TO DO
Filter by the string "PathBuf": return the lines of the material that contain it.

DATA LISTING
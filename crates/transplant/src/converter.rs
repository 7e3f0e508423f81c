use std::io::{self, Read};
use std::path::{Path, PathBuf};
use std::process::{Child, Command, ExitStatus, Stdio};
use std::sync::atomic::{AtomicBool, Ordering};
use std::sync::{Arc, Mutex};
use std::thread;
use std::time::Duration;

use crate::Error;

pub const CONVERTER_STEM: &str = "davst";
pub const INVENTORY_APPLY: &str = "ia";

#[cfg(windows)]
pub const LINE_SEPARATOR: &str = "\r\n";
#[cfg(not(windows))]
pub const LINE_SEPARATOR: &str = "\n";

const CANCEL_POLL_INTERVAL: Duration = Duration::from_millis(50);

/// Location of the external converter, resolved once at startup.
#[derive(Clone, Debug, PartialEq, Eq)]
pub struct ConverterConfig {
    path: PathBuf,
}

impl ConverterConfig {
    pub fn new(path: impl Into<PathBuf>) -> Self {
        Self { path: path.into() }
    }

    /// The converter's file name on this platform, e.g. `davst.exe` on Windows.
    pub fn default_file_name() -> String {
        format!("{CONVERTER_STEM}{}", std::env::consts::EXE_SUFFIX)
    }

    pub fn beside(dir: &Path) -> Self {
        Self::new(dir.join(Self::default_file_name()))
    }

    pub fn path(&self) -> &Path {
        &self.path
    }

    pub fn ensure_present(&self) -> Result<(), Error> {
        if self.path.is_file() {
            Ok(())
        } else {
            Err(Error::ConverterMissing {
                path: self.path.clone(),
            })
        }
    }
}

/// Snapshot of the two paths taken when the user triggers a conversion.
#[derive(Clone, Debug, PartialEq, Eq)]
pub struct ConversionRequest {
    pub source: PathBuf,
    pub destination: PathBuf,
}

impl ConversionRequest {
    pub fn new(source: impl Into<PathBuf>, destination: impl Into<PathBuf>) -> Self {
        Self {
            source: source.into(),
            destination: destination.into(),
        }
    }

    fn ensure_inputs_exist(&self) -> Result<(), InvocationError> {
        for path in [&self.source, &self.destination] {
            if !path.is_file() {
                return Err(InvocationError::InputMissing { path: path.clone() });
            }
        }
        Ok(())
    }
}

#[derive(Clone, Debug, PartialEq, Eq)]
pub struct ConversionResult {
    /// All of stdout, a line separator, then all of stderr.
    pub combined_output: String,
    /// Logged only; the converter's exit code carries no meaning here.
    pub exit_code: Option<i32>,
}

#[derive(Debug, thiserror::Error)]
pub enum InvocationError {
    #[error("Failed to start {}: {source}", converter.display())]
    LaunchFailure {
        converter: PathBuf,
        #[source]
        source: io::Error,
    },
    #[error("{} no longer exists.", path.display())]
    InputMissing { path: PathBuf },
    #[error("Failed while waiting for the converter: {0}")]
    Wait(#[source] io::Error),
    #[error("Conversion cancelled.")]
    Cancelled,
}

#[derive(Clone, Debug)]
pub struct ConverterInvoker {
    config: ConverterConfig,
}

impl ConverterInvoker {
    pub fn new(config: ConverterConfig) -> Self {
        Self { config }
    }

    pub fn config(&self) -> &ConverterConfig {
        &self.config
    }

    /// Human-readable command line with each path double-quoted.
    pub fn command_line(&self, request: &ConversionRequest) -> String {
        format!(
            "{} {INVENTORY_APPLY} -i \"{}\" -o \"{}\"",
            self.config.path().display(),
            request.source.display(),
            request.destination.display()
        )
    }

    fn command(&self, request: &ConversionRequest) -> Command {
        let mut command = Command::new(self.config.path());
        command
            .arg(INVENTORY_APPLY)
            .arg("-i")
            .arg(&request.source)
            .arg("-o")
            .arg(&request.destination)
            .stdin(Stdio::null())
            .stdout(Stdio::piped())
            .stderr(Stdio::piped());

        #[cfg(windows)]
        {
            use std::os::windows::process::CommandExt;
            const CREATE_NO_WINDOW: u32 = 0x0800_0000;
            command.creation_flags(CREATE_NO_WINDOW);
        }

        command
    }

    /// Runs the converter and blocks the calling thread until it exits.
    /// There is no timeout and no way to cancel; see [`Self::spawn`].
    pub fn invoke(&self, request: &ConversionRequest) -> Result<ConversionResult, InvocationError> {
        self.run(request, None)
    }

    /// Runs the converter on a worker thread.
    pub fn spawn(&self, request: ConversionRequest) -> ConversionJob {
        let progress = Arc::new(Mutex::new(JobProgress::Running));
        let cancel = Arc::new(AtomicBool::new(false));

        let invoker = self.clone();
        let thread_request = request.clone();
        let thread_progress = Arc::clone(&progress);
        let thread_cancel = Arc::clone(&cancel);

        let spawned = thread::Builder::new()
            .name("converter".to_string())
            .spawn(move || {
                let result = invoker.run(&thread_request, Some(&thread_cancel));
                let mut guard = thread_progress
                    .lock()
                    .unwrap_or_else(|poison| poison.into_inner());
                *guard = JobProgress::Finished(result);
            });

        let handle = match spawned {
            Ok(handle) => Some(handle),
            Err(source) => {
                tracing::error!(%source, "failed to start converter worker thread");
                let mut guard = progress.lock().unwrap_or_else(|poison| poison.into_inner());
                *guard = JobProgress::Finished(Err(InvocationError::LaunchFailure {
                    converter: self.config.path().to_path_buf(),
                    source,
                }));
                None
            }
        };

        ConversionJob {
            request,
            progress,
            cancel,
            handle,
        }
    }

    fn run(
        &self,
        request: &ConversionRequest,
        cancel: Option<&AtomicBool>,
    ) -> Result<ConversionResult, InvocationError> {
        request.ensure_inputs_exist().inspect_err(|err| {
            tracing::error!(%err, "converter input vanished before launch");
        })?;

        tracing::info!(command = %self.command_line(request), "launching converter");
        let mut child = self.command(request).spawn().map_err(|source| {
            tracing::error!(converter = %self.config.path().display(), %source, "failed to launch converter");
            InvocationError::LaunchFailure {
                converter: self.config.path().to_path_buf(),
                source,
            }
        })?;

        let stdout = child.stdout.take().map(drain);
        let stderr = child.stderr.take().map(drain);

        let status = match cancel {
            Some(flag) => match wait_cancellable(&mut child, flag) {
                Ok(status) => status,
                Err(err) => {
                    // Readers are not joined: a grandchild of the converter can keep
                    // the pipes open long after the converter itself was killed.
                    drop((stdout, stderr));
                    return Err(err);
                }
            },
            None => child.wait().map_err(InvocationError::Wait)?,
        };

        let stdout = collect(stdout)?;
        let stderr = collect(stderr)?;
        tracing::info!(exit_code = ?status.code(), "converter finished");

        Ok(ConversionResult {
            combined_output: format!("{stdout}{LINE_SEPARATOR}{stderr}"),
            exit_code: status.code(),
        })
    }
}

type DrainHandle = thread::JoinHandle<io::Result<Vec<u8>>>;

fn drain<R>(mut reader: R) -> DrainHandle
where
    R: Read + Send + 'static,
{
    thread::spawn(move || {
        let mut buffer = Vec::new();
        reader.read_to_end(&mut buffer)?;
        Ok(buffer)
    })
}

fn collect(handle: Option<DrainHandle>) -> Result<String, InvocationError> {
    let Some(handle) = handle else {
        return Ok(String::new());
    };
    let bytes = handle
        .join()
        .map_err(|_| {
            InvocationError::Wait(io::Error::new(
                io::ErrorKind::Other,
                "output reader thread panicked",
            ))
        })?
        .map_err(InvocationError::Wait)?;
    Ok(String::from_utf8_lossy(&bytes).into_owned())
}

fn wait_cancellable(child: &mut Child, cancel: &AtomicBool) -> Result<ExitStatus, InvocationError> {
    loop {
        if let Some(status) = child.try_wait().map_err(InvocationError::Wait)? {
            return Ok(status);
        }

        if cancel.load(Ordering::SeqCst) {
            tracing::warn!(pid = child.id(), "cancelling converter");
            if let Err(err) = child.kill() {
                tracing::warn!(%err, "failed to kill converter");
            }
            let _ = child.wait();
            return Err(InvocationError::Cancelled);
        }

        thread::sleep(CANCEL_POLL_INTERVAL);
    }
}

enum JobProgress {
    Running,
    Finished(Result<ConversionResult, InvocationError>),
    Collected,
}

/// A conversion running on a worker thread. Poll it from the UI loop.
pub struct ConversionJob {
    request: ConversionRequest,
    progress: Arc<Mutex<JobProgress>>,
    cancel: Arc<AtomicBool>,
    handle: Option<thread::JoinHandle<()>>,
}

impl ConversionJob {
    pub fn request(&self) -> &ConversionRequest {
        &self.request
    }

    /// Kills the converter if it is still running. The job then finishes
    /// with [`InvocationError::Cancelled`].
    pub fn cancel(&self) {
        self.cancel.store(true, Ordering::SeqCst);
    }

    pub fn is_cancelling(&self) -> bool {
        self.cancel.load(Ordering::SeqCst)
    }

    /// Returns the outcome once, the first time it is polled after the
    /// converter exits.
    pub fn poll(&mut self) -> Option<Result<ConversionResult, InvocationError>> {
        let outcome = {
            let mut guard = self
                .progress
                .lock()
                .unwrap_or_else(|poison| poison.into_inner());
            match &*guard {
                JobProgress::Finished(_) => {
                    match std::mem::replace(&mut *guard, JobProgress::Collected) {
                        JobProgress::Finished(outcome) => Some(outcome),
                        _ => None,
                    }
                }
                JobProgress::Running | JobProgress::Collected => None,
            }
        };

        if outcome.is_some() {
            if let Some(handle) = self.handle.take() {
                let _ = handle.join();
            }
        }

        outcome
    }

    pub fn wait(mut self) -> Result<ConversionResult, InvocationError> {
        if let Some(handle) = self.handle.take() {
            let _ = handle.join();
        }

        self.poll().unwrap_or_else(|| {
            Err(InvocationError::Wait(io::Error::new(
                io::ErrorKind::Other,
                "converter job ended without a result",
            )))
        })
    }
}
---
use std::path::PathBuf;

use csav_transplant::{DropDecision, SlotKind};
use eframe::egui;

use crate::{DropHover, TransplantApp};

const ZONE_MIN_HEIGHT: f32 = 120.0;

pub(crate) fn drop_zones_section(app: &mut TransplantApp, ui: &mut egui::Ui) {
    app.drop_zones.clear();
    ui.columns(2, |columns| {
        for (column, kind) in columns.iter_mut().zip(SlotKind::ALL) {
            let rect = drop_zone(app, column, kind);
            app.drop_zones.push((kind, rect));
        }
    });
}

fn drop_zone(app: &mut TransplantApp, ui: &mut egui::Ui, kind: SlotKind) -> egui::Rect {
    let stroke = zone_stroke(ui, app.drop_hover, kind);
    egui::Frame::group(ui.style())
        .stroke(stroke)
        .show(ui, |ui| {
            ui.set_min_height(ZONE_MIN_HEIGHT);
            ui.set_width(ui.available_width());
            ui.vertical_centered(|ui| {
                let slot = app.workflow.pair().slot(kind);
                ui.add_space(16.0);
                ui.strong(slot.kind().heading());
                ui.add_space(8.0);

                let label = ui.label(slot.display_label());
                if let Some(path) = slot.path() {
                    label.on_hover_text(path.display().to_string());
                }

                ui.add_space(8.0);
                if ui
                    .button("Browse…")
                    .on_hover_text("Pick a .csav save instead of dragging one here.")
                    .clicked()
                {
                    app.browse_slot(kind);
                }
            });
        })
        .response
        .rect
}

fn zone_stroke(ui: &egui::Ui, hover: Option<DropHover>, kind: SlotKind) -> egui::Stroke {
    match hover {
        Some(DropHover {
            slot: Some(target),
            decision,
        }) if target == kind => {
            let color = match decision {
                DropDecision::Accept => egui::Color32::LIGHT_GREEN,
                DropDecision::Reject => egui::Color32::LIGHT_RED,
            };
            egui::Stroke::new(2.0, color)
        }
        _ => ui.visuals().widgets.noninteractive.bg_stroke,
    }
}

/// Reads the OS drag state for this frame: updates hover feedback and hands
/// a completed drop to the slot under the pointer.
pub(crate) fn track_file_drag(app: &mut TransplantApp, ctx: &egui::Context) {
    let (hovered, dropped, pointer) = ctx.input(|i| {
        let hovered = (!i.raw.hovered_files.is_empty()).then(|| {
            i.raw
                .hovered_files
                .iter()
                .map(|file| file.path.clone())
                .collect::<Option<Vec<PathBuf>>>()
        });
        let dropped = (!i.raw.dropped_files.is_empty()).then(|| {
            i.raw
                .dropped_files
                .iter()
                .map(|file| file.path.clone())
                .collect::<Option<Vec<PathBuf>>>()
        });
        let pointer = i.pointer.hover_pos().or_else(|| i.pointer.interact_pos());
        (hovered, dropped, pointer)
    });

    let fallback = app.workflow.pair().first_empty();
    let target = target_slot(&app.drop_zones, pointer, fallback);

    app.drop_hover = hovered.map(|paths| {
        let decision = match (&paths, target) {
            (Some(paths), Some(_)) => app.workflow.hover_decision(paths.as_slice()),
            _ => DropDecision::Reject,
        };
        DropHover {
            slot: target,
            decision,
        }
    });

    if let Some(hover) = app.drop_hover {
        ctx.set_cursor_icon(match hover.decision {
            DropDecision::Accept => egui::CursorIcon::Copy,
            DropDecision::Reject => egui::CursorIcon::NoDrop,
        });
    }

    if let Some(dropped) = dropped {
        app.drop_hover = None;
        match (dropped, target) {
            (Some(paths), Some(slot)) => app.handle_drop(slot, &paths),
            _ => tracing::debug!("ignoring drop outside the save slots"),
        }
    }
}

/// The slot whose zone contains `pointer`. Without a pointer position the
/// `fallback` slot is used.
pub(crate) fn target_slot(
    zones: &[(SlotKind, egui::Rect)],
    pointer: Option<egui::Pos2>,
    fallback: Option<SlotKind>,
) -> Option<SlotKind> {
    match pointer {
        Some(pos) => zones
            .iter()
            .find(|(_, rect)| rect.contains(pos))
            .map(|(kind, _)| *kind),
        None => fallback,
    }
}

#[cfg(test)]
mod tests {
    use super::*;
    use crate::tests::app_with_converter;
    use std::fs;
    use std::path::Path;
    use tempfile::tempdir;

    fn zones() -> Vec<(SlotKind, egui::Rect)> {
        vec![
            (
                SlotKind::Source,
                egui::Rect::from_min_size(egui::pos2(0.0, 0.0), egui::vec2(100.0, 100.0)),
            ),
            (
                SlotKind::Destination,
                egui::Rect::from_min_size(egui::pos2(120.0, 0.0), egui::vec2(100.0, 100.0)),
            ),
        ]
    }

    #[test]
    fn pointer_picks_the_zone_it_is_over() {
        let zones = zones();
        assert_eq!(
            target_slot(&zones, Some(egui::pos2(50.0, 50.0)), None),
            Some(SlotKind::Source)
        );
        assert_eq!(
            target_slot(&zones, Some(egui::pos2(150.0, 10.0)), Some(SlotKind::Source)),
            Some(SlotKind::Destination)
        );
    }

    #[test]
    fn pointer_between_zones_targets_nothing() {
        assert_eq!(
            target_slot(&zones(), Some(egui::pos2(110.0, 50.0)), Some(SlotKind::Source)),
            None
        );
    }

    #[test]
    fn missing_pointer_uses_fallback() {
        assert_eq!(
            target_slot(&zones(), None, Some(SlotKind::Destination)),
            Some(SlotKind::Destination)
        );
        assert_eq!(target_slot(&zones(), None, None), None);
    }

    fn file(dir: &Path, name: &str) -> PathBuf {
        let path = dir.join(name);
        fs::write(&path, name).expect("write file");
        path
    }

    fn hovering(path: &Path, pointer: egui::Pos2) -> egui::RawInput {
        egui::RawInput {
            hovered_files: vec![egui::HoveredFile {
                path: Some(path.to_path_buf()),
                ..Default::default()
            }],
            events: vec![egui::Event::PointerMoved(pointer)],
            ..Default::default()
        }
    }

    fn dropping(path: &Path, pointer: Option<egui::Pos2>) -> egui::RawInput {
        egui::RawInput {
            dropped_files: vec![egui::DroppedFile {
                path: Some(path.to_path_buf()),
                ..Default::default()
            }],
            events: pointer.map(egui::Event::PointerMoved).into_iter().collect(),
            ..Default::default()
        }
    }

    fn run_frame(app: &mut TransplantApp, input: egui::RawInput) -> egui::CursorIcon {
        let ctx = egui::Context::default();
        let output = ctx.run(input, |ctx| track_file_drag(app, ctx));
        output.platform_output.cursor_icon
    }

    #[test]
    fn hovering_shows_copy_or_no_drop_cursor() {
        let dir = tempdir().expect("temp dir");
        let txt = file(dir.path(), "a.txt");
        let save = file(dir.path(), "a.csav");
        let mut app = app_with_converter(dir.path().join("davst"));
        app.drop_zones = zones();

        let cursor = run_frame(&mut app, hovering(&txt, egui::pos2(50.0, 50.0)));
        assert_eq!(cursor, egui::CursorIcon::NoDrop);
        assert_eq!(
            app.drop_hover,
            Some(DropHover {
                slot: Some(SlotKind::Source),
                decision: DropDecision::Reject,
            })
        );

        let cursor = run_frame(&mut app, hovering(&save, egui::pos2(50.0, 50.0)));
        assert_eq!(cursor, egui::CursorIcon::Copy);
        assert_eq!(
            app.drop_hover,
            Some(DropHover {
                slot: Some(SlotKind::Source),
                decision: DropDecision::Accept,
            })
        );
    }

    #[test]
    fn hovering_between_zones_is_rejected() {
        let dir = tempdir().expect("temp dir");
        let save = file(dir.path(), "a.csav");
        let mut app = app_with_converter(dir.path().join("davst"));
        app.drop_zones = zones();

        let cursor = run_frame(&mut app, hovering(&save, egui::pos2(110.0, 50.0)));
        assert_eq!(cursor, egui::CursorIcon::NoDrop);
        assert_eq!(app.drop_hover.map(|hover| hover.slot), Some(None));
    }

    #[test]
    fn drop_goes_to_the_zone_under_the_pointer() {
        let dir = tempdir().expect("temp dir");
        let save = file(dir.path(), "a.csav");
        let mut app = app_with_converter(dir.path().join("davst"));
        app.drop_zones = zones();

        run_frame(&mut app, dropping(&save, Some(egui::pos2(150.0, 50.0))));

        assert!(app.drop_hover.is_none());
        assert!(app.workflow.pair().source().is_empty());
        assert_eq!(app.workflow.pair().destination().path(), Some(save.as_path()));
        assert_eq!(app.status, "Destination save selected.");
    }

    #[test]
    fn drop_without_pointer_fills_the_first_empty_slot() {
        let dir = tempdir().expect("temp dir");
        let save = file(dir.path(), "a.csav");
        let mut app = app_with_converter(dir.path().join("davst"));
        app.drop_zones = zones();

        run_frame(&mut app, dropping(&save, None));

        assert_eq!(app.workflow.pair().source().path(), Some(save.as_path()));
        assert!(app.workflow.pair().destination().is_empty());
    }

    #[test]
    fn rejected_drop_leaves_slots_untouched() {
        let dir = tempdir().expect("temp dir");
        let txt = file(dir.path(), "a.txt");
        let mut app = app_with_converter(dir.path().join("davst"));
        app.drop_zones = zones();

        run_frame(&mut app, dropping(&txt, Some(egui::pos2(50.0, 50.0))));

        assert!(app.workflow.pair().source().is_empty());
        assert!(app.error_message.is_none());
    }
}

OUTPUT
use std::path::{Path, PathBuf};
    path: PathBuf,
    pub fn new(path: impl Into<PathBuf>) -> Self {
    pub source: PathBuf,
    pub destination: PathBuf,
    pub fn new(source: impl Into<PathBuf>, destination: impl Into<PathBuf>) -> Self {
        converter: PathBuf,
    InputMissing { path: PathBuf },
use std::path::PathBuf;
                .collect::<Option<Vec<PathBuf>>>()
                .collect::<Option<Vec<PathBuf>>>()
    fn file(dir: &Path, name: &str) -> PathBuf {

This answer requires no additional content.